Among the entries that follow, find the lines containing the string "Result" and copy them.

——————————

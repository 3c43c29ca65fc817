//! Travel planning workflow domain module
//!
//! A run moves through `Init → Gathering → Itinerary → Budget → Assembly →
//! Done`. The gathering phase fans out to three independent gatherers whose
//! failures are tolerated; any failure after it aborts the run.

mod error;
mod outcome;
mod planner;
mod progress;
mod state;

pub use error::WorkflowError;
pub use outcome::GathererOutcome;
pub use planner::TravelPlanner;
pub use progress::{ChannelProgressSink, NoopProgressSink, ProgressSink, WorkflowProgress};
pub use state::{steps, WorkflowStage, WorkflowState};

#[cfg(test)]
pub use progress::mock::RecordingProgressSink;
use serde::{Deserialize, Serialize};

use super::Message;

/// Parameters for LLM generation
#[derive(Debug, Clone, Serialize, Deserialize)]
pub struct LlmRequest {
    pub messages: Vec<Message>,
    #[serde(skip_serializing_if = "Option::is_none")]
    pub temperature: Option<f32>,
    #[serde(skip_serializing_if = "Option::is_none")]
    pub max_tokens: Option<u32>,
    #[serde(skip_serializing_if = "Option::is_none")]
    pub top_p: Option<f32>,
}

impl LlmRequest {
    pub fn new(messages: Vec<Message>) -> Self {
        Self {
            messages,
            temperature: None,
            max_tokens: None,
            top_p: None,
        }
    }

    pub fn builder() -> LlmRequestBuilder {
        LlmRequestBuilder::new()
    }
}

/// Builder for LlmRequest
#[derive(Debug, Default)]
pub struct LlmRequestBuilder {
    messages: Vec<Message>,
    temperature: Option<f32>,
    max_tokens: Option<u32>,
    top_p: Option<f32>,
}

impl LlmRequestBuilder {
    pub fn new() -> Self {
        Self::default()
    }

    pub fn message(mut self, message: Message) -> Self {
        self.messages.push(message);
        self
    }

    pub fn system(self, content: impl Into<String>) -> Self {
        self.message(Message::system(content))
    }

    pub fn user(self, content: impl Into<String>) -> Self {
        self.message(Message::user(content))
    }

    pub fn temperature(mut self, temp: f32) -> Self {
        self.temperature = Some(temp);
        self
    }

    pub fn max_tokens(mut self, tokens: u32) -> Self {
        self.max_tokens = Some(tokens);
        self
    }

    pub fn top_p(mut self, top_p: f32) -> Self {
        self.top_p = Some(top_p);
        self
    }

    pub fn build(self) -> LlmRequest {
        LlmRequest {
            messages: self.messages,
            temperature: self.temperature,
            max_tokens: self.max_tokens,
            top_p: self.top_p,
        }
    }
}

——————————

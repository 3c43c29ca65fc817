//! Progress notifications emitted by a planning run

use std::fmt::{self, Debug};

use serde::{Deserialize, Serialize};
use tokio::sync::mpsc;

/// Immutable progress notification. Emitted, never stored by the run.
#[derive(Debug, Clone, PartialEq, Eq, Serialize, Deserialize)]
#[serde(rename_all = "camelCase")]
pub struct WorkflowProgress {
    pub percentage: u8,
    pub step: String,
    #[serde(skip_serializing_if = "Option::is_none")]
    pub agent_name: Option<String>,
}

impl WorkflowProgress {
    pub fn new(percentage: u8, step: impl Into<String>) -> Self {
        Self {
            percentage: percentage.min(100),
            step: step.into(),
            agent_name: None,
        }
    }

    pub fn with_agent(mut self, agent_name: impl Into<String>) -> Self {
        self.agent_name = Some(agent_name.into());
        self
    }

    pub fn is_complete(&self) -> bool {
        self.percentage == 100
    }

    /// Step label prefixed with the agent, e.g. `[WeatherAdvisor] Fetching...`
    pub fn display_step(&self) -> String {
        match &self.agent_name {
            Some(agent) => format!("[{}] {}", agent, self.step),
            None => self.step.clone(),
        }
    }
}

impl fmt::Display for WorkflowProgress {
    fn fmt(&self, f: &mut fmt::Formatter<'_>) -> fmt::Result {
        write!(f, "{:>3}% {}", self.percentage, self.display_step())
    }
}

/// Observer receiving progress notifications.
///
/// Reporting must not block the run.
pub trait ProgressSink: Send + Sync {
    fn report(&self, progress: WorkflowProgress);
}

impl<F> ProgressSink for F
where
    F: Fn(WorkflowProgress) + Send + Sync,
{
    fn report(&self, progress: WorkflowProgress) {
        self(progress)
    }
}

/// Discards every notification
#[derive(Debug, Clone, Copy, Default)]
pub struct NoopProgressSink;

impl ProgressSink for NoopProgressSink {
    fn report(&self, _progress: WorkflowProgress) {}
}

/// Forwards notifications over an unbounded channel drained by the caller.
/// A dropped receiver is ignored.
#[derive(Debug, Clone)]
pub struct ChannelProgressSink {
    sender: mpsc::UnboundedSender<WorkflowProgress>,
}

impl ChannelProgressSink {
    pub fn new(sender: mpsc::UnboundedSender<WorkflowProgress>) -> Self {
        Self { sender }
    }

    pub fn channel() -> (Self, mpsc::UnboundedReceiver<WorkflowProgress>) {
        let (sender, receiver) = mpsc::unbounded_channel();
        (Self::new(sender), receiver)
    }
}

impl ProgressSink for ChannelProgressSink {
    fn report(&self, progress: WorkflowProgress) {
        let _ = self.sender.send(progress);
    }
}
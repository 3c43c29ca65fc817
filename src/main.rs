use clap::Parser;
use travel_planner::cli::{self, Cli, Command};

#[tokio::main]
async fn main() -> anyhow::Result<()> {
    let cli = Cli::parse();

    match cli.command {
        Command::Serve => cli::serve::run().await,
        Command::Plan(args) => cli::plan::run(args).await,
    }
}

——————————

→ **Solution**:
    fn fmt(&self, f: &mut fmt::Formatter<'_>) -> fmt::Result {
async fn main() -> anyhow::Result<()> {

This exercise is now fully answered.